🤖 AI Summary
This work addresses the weak supervision signal for modeling long-range dependencies in long-context training, which arises from insufficient effective context length for target tokens. To tackle the token-level supervision imbalance, the authors propose EXACT, the first method that reweights supervision from the perspective of supervision allocation. EXACT enhances supervision strength for targets with long effective contexts through an inverse-frequency weighting strategy, integrated with document masking, packed training, and effective context analysis. Experiments on Qwen and LLaMA model families demonstrate that EXACT achieves up to a 17.91-point improvement on long-context benchmarks such as RULER, substantially boosting long-context performance while maintaining stable short-context and general reasoning capabilities.
📝 Abstract
Long-context adaptation is often viewed as window scaling, but this misses a token-level supervision mismatch: in packed training with document masking, each target token's effective context remains short. We introduce EXACT, a supervision-allocation objective that assigns extra weight to long effective-context targets by inverse frequency within the long tail. Across seven Qwen/LLaMA CPT configurations, EXACT improves all 28 trained/extrapolated NoLiMa and RULER comparisons.
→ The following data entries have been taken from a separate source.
//! Shadow ledger of reservations the harness believes the service holds.
use serde::{Deserialize, Serialize};
use std::collections::HashMap;
use std::sync::{PoisonError, RwLock};
use thiserror::Error;
use tracing::debug;
use trainbench_core::{fare, CoreError, ReservationId, ReservationRecord, ReservationRequest, User};

#[derive(Debug, Clone, PartialEq, Error)]
pub enum LedgerError {
    #[error("Reservation {0} not found in ledger")]
    ReservationNotFound(ReservationId),

    #[error("Ledger check failed: {0}")]
    Core(#[from] CoreError),

    #[error("Reservation ledger lock is poisoned")]
    PoisonData,
}

impl<T> From<PoisonError<T>> for LedgerError {
    fn from(_err: PoisonError<T>) -> Self {
        Self::PoisonData
    }
}

/// Concurrent reservation ledger.
///
/// Admission checks and lookups take a shared lock for their whole duration, inserts and
/// cancellations take an exclusive one. Nothing spans two operations, so a check followed by
/// an insert may race with another task doing the same.
#[derive(Default)]
pub struct ReservationLedger {
    records: RwLock<HashMap<ReservationId, ReservationRecord>>,
}

impl ReservationLedger {
    pub fn new() -> Self {
        Self::default()
    }

    /// Returns false if any live reservation on the same train shares a seat with the
    /// candidate on an overlapping section in the same direction.
    pub fn can_reserve(&self, candidate: &ReservationRequest) -> Result<bool, LedgerError> {
        let section = candidate.section();
        // Resolve the candidate's stations even when nothing else is booked on the train.
        section.direction()?;

        let records = self.records.read()?;
        for record in records.values() {
            let existing = &record.request;
            if !existing.same_train(candidate) {
                continue;
            }
            if !existing.section().conflicts_with(&section)? {
                continue;
            }
            if existing.shares_seat_with(candidate) {
                debug!(
                    "Candidate {}->{} conflicts with reservation {}",
                    candidate.origin, candidate.destination, record.id
                );
                return Ok(false);
            }
        }

        Ok(true)
    }

    /// Records a reservation made by `user`. An existing record with the same id is replaced.
    ///
    /// The service already holds the reservation, so the record is kept even when its fare
    /// cannot be computed. The fare error is returned after the insert and the record carries
    /// no amount.
    pub fn add(
        &self,
        user: &User,
        request: &ReservationRequest,
        id: ReservationId,
    ) -> Result<u64, LedgerError> {
        let amount = fare::amount(request);
        let record = ReservationRecord {
            id,
            user: user.clone(),
            request: request.clone(),
            amount: amount.as_ref().ok().copied(),
            committed: false,
        };

        if self.records.write()?.insert(id, record).is_some() {
            debug!("Reservation {id} was reissued by the service");
        }
        Ok(amount?)
    }

    /// Marks a reservation as paid and returns its amount, if known.
    pub fn commit(&self, id: ReservationId) -> Result<Option<u64>, LedgerError> {
        let mut records = self.records.write()?;
        let record = records
            .get_mut(&id)
            .ok_or(LedgerError::ReservationNotFound(id))?;
        record.committed = true;
        Ok(record.amount)
    }

    pub fn cancel(&self, id: ReservationId) -> Result<ReservationRecord, LedgerError> {
        self.records
            .write()?
            .remove(&id)
            .ok_or(LedgerError::ReservationNotFound(id))
    }

    /// Puts back a record removed by [`cancel`](Self::cancel).
    pub fn restore(&self, record: ReservationRecord) -> Result<(), LedgerError> {
        self.records.write()?.insert(record.id, record);
        Ok(())
    }

    pub fn lookup(&self, id: ReservationId) -> Result<Option<ReservationRecord>, LedgerError> {
        Ok(self.records.read()?.get(&id).cloned())
    }

    /// Visits a point-in-time copy of every record.
    pub fn range<F>(&self, mut visit: F) -> Result<(), LedgerError>
    where
        F: FnMut(&ReservationRecord),
    {
        let snapshot = self.snapshot()?;
        snapshot.records.iter().for_each(|record| visit(record));
        Ok(())
    }

    pub fn snapshot(&self) -> Result<LedgerSnapshot, LedgerError> {
        let mut records: Vec<_> = self.records.read()?.values().cloned().collect();
        records.sort_by_key(|r| r.id);
        Ok(LedgerSnapshot { records })
    }

    pub fn len(&self) -> Result<usize, LedgerError> {
        Ok(self.records.read()?.len())
    }

    pub fn is_empty(&self) -> Result<bool, LedgerError> {
        Ok(self.len()? == 0)
    }
}

/// Ledger contents ordered by reservation id.
#[derive(Debug, Clone, Default, PartialEq, Serialize, Deserialize)]
pub struct LedgerSnapshot {
    pub records: Vec<ReservationRecord>,
}

impl LedgerSnapshot {
    pub fn get(&self, id: ReservationId) -> Option<&ReservationRecord> {
        self.records
            .binary_search_by_key(&id, |r| r.id)
            .ok()
            .map(|idx| &self.records[idx])
    }

    pub fn len(&self) -> usize {
        self.records.len()
    }

    pub fn is_empty(&self) -> bool {
        self.records.is_empty()
    }
}

#[cfg(test)]
mod tests {
    use super::*;
    use std::sync::Arc;
    use time::macros::date;
    use trainbench_core::fare::{SeatClass, TrainClass};
    use trainbench_core::Seat;

    fn user() -> User {
        User::new("traveller@example.com", "password")
    }

    fn request(origin: &str, destination: &str, seats: &[(u32, &str)]) -> ReservationRequest {
        ReservationRequest {
            date: date!(2020 - 03 - 20),
            origin: origin.to_string(),
            destination: destination.to_string(),
            train_class: TrainClass::Mid,
            train_name: "1001".to_string(),
            car_number: 6,
            seat_class: SeatClass::Reserved,
            seats: seats.iter().map(|(r, c)| Seat::new(*r, c)).collect(),
            adults: 1,
            children: 0,
        }
    }

    #[test]
    fn add_cancel_lookup() {
        let ledger = ReservationLedger::new();
        let req = request("Tokyo", "Nagoya", &[(1, "A")]);
        ledger.add(&user(), &req, 10).unwrap();
        assert!(ledger.lookup(10).unwrap().is_some());

        ledger.cancel(10).unwrap();
        assert_eq!(ledger.lookup(10).unwrap(), None);
        assert_eq!(
            ledger.cancel(10),
            Err(LedgerError::ReservationNotFound(10))
        );
    }

    #[test]
    fn admission_flips_after_cancel() {
        let ledger = ReservationLedger::new();
        let first = request("Furuoka", "Arakawa", &[(1, "A")]);
        let second = request("Tokyo", "Isogawa", &[(1, "A")]);

        assert!(ledger.can_reserve(&second).unwrap());
        ledger.add(&user(), &first, 10).unwrap();
        assert!(!ledger.can_reserve(&second).unwrap());

        let record = ledger.cancel(10).unwrap();
        assert!(ledger.can_reserve(&second).unwrap());

        ledger.restore(record).unwrap();
        assert!(!ledger.can_reserve(&second).unwrap());
    }

    #[test]
    fn downbound_admission() {
        let ledger = ReservationLedger::new();
        ledger
            .add(&user(), &request("Furuoka", "Arakawa", &[(1, "A")]), 10)
            .unwrap();

        let mut other_day = request("Furuoka", "Arakawa", &[(1, "A")]);
        other_day.date = date!(2020 - 03 - 21);
        let mut other_car = request("Furuoka", "Arakawa", &[(1, "A")]);
        other_car.car_number = 7;
        let mut other_train = request("Furuoka", "Arakawa", &[(1, "A")]);
        other_train.train_name = "1002".to_string();

        let cases = [
            (other_day, true),
            (other_car, true),
            (other_train, true),
            (request("Furuoka", "Arakawa", &[(1, "A")]), false),
            (request("Furuoka", "Arakawa", &[(9999, "E")]), true),
            (request("Tokyo", "Isogawa", &[(1, "A")]), false),
            (request("Yamada", "Naruto", &[(1, "A")]), false),
            (request("Arakawa", "Naruto", &[(1, "A")]), true),
            (request("Tokyo", "Furuoka", &[(1, "A")]), true),
            (request("Naruto", "Furuoka", &[(1, "A")]), true),
        ];

        for (candidate, want) in cases {
            assert_eq!(
                ledger.can_reserve(&candidate).unwrap(),
                want,
                "{candidate:?}"
            );
        }
    }

    #[test]
    fn upbound_admission() {
        let ledger = ReservationLedger::new();
        ledger
            .add(&user(), &request("Arakawa", "Furuoka", &[(1, "A")]), 10)
            .unwrap();

        let cases = [
            (request("Arakawa", "Furuoka", &[(1, "A")]), false),
            (request("Isogawa", "Tokyo", &[(1, "A")]), false),
            (request("Naruto", "Yamada", &[(1, "A")]), false),
            (request("Naruto", "Arakawa", &[(1, "A")]), true),
            (request("Furuoka", "Tokyo", &[(1, "A")]), true),
            (request("Furuoka", "Arakawa", &[(1, "A")]), true),
        ];

        for (candidate, want) in cases {
            assert_eq!(
                ledger.can_reserve(&candidate).unwrap(),
                want,
                "{candidate:?}"
            );
        }
    }

    #[test]
    fn unknown_station_aborts_the_check() {
        let ledger = ReservationLedger::new();
        let req = request("Tokyo", "Nowhere", &[(1, "A")]);
        assert_eq!(
            ledger.can_reserve(&req),
            Err(LedgerError::Core(CoreError::UnknownStation(
                "Nowhere".to_string()
            )))
        );
        assert!(ledger.is_empty().unwrap());
    }

    #[test]
    fn unpriced_reservation_is_still_recorded() {
        let ledger = ReservationLedger::new();
        let req = request("Tokyo", "Nowhere", &[(1, "A")]);
        assert_eq!(
            ledger.add(&user(), &req, 1),
            Err(LedgerError::Core(CoreError::UnknownStation(
                "Nowhere".to_string()
            )))
        );

        let record = ledger.lookup(1).unwrap().unwrap();
        assert_eq!(record.amount, None);
        assert_eq!(record.request, req);
        assert_eq!(ledger.commit(1).unwrap(), None);
        assert!(ledger.cancel(1).is_ok());
    }

    #[test]
    fn commit_and_amount() {
        let ledger = ReservationLedger::new();
        let mut req = request("Tokyo", "Osaka", &[(1, "A"), (1, "B")]);
        req.adults = 1;
        req.children = 1;
        req.date = date!(2020 - 06 - 01);

        let amount = ledger.add(&user(), &req, 5).unwrap();
        // 20000 * 1.25 = 25000 per adult, half for the child
        assert_eq!(amount, 25000 + 12500);
        assert_eq!(ledger.commit(5).unwrap(), Some(amount));
        assert!(ledger.lookup(5).unwrap().unwrap().committed);
        assert_eq!(ledger.commit(6), Err(LedgerError::ReservationNotFound(6)));
    }

    #[test]
    fn duplicate_ids_overwrite() {
        let ledger = ReservationLedger::new();
        ledger
            .add(&user(), &request("Tokyo", "Nagoya", &[(1, "A")]), 3)
            .unwrap();
        ledger
            .add(&user(), &request("Kyoto", "Osaka", &[(2, "B")]), 3)
            .unwrap();

        assert_eq!(ledger.len().unwrap(), 1);
        let record = ledger.lookup(3).unwrap().unwrap();
        assert_eq!(record.request.origin, "Kyoto");
    }

    #[test]
    fn snapshot_is_point_in_time() {
        let ledger = ReservationLedger::new();
        for id in [3, 1, 2] {
            ledger
                .add(&user(), &request("Tokyo", "Nagoya", &[(id as u32, "A")]), id)
                .unwrap();
        }

        let snapshot = ledger.snapshot().unwrap();
        ledger.cancel(2).unwrap();

        let ids: Vec<_> = snapshot.records.iter().map(|r| r.id).collect();
        assert_eq!(ids, vec![1, 2, 3]);
        assert!(snapshot.get(2).is_some());

        let mut visited = vec![];
        ledger.range(|r| visited.push(r.id)).unwrap();
        assert_eq!(visited, vec![1, 3]);
    }

    #[tokio::test(flavor = "multi_thread", worker_threads = 4)]
    #[ntest::timeout(5000)]
    async fn concurrent_admission_and_inserts() {
        let ledger = Arc::new(ReservationLedger::new());
        let mut handles = vec![];
        for id in 0..64u64 {
            let ledger = ledger.clone();
            handles.push(tokio::spawn(async move {
                let req = request("Tokyo", "Nagoya", &[(id as u32, "A")]);
                assert!(ledger.can_reserve(&req).unwrap());
                ledger.add(&user(), &req, id).unwrap();
                assert!(!ledger.can_reserve(&req).unwrap());
            }));
        }
        for handle in handles {
            handle.await.unwrap();
        }
        assert_eq!(ledger.len().unwrap(), 64);
    }
}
On Qwen2.5-0.5B, NoLiMa improves by +10.09 (trained) and +5.34 (extrapolated); RULER by +10.69 and +5.55. On LLaMA-3.2-3B, RULER improves by +17.91 and +16.11. Standard QA/reasoning are preserved (+0.24 macro change across six benchmarks). A distance-resolved probe shows gains arise when evidence is thousands of tokens away, while short cases remain unchanged. Results support a supervision-centric thesis: long-context adaptation depends on how strongly training supervises long-context predictions.